WHAT THE EXERCISE ASKS:
Restate word for word the lines of the records below, starting at the line that contains "#[derive(Debug, Clone, PartialEq)]" and ending at the line that contains "if let Err(e)", with both of those lines included and nothing else.
──────── DATA RECORDS
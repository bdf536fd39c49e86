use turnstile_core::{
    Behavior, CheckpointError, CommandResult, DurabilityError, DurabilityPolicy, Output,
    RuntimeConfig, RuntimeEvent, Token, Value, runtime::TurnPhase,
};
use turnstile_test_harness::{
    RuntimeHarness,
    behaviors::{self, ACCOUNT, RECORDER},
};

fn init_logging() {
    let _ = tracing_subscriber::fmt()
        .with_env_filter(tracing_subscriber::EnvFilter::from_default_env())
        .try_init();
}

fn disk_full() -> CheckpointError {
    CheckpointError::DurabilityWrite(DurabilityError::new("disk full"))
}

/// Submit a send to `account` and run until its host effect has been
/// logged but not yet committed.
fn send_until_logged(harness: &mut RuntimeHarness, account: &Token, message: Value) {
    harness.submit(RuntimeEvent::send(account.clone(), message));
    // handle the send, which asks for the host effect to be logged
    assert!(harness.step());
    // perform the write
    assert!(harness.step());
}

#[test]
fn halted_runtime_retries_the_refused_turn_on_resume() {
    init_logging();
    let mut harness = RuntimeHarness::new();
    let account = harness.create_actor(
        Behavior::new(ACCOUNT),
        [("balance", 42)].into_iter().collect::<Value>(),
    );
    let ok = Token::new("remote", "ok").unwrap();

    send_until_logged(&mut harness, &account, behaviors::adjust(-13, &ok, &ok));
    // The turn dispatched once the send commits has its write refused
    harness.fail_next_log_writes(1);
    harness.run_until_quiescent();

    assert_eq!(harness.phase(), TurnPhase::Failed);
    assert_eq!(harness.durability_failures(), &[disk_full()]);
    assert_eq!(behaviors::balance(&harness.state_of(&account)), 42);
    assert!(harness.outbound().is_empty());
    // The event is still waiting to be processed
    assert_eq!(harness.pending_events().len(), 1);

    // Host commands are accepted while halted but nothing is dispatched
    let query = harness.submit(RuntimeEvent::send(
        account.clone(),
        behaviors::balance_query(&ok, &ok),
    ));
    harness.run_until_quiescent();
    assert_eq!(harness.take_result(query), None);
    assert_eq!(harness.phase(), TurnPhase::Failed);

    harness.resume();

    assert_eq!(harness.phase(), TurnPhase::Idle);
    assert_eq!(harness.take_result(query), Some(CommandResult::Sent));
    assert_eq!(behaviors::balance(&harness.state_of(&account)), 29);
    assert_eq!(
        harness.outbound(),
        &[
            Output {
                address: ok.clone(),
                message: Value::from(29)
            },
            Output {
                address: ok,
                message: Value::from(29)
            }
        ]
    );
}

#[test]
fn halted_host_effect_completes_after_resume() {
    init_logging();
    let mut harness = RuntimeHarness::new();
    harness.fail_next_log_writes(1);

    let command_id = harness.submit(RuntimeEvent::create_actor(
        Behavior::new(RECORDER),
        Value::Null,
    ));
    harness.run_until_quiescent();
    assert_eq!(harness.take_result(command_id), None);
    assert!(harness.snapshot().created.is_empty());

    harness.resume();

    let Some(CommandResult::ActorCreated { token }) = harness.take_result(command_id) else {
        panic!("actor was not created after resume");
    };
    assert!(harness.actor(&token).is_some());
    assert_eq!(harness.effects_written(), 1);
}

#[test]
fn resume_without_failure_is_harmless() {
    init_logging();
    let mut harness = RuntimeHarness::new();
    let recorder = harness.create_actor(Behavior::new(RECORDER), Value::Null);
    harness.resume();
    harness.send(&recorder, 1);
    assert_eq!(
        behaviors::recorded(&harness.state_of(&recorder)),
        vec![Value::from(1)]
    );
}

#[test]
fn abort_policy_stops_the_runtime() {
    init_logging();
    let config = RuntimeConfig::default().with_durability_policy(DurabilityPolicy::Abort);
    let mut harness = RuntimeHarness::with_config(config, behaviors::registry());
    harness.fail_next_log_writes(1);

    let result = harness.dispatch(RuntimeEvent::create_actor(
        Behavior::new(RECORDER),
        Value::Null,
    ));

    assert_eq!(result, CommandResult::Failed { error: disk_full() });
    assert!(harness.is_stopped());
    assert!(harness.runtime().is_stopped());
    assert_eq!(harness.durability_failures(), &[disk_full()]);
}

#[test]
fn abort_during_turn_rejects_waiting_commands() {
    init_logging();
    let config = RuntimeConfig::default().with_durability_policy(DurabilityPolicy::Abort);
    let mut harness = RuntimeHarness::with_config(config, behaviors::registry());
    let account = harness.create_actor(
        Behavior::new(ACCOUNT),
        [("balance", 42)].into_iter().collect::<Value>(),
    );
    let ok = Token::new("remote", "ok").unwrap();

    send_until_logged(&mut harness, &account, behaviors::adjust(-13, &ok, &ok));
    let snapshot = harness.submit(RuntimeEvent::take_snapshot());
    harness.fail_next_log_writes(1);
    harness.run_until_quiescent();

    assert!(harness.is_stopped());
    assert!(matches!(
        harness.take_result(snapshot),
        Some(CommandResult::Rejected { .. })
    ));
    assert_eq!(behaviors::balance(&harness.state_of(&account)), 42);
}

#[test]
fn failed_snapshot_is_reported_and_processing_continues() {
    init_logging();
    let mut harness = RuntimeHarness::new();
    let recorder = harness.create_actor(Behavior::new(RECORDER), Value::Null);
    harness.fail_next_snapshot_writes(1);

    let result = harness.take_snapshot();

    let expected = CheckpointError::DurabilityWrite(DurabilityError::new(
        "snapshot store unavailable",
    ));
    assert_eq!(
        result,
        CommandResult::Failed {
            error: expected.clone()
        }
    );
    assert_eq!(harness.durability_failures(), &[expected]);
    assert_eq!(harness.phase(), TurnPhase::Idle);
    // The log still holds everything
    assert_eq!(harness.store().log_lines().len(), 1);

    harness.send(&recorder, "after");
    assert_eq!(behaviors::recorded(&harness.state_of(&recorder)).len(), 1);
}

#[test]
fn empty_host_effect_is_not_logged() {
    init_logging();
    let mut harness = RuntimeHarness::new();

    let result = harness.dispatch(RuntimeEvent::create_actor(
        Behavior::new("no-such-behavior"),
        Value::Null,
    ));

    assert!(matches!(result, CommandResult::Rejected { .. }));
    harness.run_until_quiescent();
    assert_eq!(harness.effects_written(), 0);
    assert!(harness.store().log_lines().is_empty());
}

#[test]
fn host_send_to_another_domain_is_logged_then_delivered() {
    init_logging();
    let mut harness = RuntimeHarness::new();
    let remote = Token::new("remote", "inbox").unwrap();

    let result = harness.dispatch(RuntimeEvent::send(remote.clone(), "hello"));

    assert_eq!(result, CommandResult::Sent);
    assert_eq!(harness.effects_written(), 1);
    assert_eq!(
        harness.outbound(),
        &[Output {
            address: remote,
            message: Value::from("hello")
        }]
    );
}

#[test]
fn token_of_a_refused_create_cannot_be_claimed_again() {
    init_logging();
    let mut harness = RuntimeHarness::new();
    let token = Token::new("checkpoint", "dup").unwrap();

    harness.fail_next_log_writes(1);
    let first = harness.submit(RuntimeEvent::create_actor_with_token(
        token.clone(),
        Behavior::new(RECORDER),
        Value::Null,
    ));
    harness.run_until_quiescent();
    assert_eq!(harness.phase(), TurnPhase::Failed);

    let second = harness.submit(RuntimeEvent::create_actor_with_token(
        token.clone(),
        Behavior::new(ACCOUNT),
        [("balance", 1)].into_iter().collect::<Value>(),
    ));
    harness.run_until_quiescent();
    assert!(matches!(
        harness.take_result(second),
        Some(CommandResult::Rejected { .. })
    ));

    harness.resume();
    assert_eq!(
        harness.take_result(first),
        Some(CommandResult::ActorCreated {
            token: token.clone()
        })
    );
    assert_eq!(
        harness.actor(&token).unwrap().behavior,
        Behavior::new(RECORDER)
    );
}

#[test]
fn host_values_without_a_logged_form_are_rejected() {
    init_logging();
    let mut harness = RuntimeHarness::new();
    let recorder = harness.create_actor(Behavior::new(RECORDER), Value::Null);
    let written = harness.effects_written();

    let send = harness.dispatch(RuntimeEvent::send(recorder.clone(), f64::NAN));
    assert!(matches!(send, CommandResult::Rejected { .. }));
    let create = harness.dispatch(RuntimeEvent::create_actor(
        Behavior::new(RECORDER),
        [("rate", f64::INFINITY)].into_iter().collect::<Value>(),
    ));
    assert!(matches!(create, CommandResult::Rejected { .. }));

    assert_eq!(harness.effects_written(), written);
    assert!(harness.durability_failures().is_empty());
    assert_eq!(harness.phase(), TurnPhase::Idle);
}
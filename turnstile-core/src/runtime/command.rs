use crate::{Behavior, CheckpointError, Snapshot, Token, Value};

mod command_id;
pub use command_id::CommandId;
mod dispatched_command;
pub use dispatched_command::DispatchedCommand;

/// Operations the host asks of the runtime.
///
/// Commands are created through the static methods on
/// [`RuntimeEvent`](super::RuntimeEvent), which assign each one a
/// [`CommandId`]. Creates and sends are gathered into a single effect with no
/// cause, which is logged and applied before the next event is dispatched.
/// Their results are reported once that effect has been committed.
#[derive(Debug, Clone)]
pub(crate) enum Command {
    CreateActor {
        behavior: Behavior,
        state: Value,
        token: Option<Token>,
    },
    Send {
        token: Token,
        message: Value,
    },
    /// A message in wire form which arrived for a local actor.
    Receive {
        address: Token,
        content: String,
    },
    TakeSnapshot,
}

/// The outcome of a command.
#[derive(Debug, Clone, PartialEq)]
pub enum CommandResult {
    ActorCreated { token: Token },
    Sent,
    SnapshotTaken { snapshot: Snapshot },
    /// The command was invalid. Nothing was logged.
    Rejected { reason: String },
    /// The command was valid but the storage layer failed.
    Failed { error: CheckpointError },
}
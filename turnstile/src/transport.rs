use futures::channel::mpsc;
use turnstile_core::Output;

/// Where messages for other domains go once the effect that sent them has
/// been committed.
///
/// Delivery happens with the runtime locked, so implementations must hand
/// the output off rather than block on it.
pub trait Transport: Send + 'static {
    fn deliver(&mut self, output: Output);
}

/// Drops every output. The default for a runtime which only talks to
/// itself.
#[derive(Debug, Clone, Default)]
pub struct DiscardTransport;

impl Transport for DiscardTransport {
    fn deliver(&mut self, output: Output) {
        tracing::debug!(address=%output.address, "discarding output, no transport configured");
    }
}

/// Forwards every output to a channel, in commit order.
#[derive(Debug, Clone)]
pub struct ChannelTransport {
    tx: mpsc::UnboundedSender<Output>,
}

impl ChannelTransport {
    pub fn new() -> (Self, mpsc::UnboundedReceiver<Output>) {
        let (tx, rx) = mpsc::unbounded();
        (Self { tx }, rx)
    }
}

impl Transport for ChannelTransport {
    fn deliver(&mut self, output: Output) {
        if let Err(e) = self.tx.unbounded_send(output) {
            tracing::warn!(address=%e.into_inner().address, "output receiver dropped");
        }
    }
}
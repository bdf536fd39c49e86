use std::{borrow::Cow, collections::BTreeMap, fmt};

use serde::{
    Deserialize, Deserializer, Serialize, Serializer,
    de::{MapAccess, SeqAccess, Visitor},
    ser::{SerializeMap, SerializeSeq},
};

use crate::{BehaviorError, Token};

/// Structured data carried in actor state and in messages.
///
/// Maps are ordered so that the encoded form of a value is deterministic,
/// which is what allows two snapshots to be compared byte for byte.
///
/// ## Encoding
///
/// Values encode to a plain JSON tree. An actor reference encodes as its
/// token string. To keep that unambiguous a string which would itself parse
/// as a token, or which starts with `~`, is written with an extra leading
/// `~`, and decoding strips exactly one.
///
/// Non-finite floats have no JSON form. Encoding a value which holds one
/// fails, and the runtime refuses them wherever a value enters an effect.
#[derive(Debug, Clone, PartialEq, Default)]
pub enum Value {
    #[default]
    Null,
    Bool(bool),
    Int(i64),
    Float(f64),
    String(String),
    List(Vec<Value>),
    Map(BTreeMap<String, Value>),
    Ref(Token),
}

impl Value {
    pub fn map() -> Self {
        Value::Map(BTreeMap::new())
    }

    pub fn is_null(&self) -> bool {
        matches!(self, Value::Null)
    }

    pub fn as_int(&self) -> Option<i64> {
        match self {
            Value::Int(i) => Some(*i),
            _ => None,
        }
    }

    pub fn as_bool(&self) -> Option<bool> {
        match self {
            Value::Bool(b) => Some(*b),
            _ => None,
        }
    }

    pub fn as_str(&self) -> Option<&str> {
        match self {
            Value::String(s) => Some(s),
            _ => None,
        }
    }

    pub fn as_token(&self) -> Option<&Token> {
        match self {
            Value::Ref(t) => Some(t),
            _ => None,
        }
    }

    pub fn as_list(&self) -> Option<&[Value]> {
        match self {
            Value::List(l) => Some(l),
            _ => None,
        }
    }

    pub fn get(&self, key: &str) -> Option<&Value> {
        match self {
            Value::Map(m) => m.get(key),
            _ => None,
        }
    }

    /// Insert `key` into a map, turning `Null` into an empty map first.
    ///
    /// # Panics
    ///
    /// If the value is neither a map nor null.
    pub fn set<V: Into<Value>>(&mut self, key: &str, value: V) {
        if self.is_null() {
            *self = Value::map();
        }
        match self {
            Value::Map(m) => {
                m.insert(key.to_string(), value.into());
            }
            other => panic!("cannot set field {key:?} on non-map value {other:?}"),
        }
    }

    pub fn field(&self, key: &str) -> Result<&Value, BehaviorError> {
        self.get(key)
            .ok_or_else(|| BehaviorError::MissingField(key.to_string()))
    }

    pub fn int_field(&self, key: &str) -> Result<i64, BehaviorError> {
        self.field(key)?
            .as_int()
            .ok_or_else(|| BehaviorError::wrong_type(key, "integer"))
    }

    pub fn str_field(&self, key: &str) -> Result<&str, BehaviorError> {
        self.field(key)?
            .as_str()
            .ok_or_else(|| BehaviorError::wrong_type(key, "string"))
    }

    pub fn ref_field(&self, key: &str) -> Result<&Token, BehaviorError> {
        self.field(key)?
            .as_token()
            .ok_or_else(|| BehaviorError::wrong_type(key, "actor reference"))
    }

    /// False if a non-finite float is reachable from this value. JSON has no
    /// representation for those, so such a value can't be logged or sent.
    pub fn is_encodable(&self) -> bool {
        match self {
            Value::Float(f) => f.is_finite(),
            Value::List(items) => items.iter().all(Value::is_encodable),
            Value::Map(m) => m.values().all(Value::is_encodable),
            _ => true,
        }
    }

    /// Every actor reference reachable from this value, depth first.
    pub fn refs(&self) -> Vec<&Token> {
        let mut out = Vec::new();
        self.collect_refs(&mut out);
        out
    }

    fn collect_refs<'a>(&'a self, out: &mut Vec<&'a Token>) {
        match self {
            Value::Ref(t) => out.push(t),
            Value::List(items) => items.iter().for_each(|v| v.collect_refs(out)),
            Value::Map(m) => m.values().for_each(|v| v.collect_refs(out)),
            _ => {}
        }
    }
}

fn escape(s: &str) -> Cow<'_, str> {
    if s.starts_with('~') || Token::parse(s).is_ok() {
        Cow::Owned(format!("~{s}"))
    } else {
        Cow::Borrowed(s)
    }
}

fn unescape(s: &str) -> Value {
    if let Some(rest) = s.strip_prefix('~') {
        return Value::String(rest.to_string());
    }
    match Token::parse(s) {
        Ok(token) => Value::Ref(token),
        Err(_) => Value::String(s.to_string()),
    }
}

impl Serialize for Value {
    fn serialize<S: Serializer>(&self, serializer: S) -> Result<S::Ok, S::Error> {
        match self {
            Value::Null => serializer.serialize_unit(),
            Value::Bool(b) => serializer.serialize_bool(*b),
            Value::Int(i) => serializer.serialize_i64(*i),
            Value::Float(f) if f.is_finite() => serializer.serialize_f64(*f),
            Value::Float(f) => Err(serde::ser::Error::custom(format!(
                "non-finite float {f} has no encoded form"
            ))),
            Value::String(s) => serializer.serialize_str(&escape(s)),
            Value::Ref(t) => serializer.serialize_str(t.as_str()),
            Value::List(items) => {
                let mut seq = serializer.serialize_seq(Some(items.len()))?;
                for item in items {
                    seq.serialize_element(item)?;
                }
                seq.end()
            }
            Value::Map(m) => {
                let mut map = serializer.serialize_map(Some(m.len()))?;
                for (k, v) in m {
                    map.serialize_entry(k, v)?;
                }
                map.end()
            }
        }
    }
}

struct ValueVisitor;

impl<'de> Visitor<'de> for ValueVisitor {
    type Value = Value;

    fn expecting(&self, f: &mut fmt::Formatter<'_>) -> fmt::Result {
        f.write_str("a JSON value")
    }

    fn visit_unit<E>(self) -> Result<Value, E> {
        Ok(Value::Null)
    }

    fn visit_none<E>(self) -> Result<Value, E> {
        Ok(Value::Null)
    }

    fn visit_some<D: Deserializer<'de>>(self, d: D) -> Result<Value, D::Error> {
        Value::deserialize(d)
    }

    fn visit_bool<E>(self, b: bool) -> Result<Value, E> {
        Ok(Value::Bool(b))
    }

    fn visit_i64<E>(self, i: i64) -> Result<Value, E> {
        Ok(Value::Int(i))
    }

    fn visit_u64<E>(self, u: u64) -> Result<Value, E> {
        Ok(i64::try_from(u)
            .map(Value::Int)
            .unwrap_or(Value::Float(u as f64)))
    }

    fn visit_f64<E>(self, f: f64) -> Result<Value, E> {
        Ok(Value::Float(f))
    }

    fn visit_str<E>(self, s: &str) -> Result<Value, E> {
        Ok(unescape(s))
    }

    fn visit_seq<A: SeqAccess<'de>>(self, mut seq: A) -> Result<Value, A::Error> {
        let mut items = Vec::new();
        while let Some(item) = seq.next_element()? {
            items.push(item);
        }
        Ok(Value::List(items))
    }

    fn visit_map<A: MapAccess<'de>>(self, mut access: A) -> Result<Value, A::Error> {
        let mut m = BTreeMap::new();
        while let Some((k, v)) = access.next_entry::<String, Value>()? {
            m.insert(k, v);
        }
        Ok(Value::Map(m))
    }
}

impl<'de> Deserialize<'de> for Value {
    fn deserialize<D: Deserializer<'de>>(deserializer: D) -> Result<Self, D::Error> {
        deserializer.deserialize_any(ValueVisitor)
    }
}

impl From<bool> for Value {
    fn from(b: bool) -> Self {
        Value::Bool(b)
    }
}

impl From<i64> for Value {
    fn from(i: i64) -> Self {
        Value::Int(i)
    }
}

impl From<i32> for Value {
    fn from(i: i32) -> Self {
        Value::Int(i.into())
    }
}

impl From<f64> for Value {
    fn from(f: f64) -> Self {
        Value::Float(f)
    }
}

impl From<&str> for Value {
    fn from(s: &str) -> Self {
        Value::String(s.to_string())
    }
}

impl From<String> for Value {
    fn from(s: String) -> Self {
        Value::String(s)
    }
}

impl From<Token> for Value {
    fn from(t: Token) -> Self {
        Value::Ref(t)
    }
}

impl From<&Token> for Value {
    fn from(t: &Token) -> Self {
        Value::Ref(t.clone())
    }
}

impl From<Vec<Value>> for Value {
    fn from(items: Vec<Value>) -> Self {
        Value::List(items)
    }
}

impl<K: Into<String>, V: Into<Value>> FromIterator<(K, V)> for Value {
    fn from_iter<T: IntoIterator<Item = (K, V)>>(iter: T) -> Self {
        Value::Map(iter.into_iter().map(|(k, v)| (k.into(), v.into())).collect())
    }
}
────────────────
TASK SOLUTION:
#[derive(Debug, Clone, PartialEq)]
pub enum CommandResult {
    ActorCreated { token: Token },
    Sent,
    SnapshotTaken { snapshot: Snapshot },
    /// The command was invalid. Nothing was logged.
    Rejected { reason: String },
    /// The command was valid but the storage layer failed.
    Failed { error: CheckpointError },
}
filename turnstile/src/transport.rs
use futures::channel::mpsc;
use turnstile_core::Output;

/// Where messages for other domains go once the effect that sent them has
/// been committed.
///
/// Delivery happens with the runtime locked, so implementations must hand
/// the output off rather than block on it.
pub trait Transport: Send + 'static {
    fn deliver(&mut self, output: Output);
}

/// Drops every output. The default for a runtime which only talks to
/// itself.
#[derive(Debug, Clone, Default)]
pub struct DiscardTransport;

impl Transport for DiscardTransport {
    fn deliver(&mut self, output: Output) {
        tracing::debug!(address=%output.address, "discarding output, no transport configured");
    }
}

/// Forwards every output to a channel, in commit order.
#[derive(Debug, Clone)]
pub struct ChannelTransport {
    tx: mpsc::UnboundedSender<Output>,
}

impl ChannelTransport {
    pub fn new() -> (Self, mpsc::UnboundedReceiver<Output>) {
        let (tx, rx) = mpsc::unbounded();
        (Self { tx }, rx)
    }
}

impl Transport for ChannelTransport {
    fn deliver(&mut self, output: Output) {
        if let Err(e) = self.tx.unbounded_send(output) {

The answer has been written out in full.